O paracetamol (PRC) e o ibuprofeno (IBF), cujas estruturas moleculares são apresentadas na Figura 1, estão entre os fármacos mais consumidos no mundo. O PRC¹², também conhecido como acetaminofeno, possui efeitos analgésico e antipirético similares aos da aspirina, apresentando a vantagem de não irritar a mucosa gastro-intestinal. O IBF¹³ é uma droga não-esteroidal anti-inflamatória que também possui efeitos analgésico e antipirético. Algumas formulações farmacêuticas que combinam estes dois princípios ativos são usadas no tratamento de dores moderadas de origem reumática. Vários métodos já foram empregados na determinação individual de cada um destes dois fármacos em comprimidos, tais como espectrofotométricos^14-17, cromatográficos^18,19 e potenciométricos²⁰ para o PRC e espectrofotométricos^21,22, cromatográficos^23-26 e eletroforéticos^27,28 para o IBF. Os métodos oficiais (USP) para determinação das duas espécies são baseados em cromatografia líquida de alta eficiência (CLAE) com deteção no UV¹. No entanto, a determinação simultânea de PRC e IBF é relatada em poucos artigos. Em um deles, essa determinação é feita através de ressonância magnética nuclear de próton²⁹, uma técnica cara e relativamente pouco acessível à maioria dos laboratórios de análise, enquanto em outro, utilizou-se espectrofotometria e regressão linear múltipla³⁰, a qual está limitada ao uso de apenas alguns poucos comprimentos de onda. Para nenhum destes dois métodos foram estimadas figuras de mérito. O fato de PRC e IBF apresentarem espectros de absorção sobrepostos no UV^12,13 impede que sejam realizadas determinações espectrofotométricas diretas e simultâneas. Daí, o interesse deste trabalho em propor um método direto, simples e de baixo custo para essa determinação, usando o PLS para construir um modelo de calibração a partir dos espectros de um número relativamente reduzido (nove) de soluções de misturas de padrões. Um outro objetivo deste trabalho foi estimar figuras de mérito para o método proposto. Os resultados das análises de amostras comerciais foram ainda verificados por uma técnica analítica independente, cromatografia líquida de alta eficiência (CLAE).

PARTE EXPERIMENTAL

Reagentes e soluções

Os reagentes utilizados foram de pureza analítica ou grau cromatográfico: PRC (Synth), IBF (Aldrich), hidróxido de amônio (Synth), cloreto de amônio (Vetec), metanol (Tedia), acetonitrila (JTBaker) e ácido acético (CRQ). Duas soluções estoque, PRC 1000,0 e IBF 800,0 µg mL^-1, foram preparadas em metanol, em balões de 100 mL. A dissolução foi feita em metanol, por causa da baixa solubilidade do IBF em água¹³. Cinco soluções intermediárias de cada analito foram preparadas por diluição em água da respectiva solução estoque, nas faixas de 40 a 200 µg mL^-1 para o PRC e de 32 a 160 µg mL^-1 para o IBF. Essas soluções foram guardadas na geladeira (4 ºC) em frascos protegidos da luz e mostraram-se estáveis por pelo menos 2 meses. Uma solução tampão de pH 10,5 foi preparada a partir de NH₄Cl/NH₄OH. Toda a água utilizada foi previamente deionizada (Milli-Q).

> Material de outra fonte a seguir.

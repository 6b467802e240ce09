//! CLI argument definitions using clap derive API

use clap::{Args, Parser, Subcommand, ValueEnum};

/// bdp - discover annotated data assets and materialize them into DuckDB
#[derive(Parser, Debug)]
#[command(name = "bdp")]
#[command(author, version, about, long_about = None)]
pub struct Cli {
    /// Global options
    #[command(flatten)]
    pub global: GlobalArgs,

    /// Subcommand to execute
    #[command(subcommand)]
    pub command: Commands,
}

/// Global arguments available to all commands
#[derive(Args, Debug, Clone)]
pub struct GlobalArgs {
    /// Enable verbose output
    #[arg(short, long, global = true)]
    pub verbose: bool,

    /// Path to project directory
    #[arg(short = 'p', long, global = true, default_value = ".")]
    pub project_dir: String,

    /// Database file (overrides bdp.yml)
    #[arg(short, long, global = true, env = "BDP_DB_PATH")]
    pub database: Option<String>,
}

/// Available subcommands
#[derive(Subcommand, Debug)]
pub enum Commands {
    /// Materialize assets and their dependencies into the database
    Materialize(MaterializeArgs),

    /// List discovered assets
    List(ListArgs),

    /// Validate assets without executing anything
    Check(CheckArgs),

    /// Generate HTML documentation from materialized tables
    Docs(DocsArgs),
}

/// Output formats
#[derive(ValueEnum, Debug, Clone, Copy, PartialEq, Eq, Default)]
pub enum OutputFormat {
    /// Human-readable text
    #[default]
    Text,
    /// JSON output
    Json,
}

/// Arguments for the materialize command
#[derive(Args, Debug)]
pub struct MaterializeArgs {
    /// Asset names (schema.table) to materialize
    #[arg(value_name = "ASSET")]
    pub assets: Vec<String>,

    /// Materialize every discovered asset
    #[arg(short, long)]
    pub all: bool,

    /// Output format
    #[arg(short, long, value_enum, default_value = "text")]
    pub output: OutputFormat,
}

/// Arguments for the list command
#[derive(Args, Debug)]
pub struct ListArgs {
    /// Output format
    #[arg(short, long, value_enum, default_value = "text")]
    pub output: OutputFormat,
}

/// Arguments for the check command
#[derive(Args, Debug)]
pub struct CheckArgs {}

/// Arguments for the docs command
#[derive(Args, Debug)]
pub struct DocsArgs {
    /// Output HTML file
    #[arg(long, default_value = "index.html")]
    pub out: String,

    /// Number of sample rows per asset
    #[arg(long, default_value_t = 10)]
    pub sample_rows: usize,
}

#[cfg(test)]
#[path = "cli_test.rs"]
mod tests;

Instrumentação e tratamento dos dados

Um espectrofotômetro UV/visível de arranjo dispersivo Cary 50 foi usado para aquisição dos dados, juntamente com o Cary WinUV Software, versão 3.00. Os dados foram tratados no programa MATLAB^TM, versão 6.1 (The MathWorks, Natick, EUA), usando o pacote PLS Toolbox, versão 2.0 (Eigenvector Technologies, Manson, EUA). Um banho ultra-sônico (Unique) foi utilizado na dissolução das amostras.

Procedimentos

Conjunto de calibração e misturas sintéticas

As soluções do conjunto de calibração foram preparadas de acordo com um planejamento experimental 3² (dois fatores e três níveis, Tabela 1). As misturas sintéticas usadas como conjunto de validação foram preparadas de acordo com um planejamento 3² similar ao da Tabela 1. Para este novo conjunto, os níveis superiores foram 12,00 µg mL^-1 para PRC e 9,60 µg mL^-1 para IBF, os níveis inferiores foram 6,00 µg mL^-1 para PRC e 4,80 µg mL^-1 para IBF e os níveis intermediários foram idênticos aos do conjunto de calibração. Três pontos do conjunto de validação, os dois extremos (++ e ) e o central (0 0), foram determinados em triplicata, visando a estimativa da precisão média do método. Desta forma, 24 soluções de trabalho (calibração e validação) foram preparadas diretamente na cubeta (1,00 cm de caminho ótico) pela adição de 150,0 µL da respectiva solução intermediária de cada analito e 2700 µL da solução tampão. Os espectros foram coletados na faixa de 220 a 320 nm (passo 1 nm). A ordem em que as soluções foram analisadas foi sorteada, de modo a garantir a aleatoridade das medidas³¹. Uma solução preparada da mesma maneira que as soluções de trabalho, mas não contendo nenhum dos analitos, foi usada como branco. Espectros do branco foram medidos quinze vezes em seqüência, visando estimar o ruído instrumental para o cálculo de figuras de mérito. Espectros de soluções puras de PRC e IBF também foram registrados.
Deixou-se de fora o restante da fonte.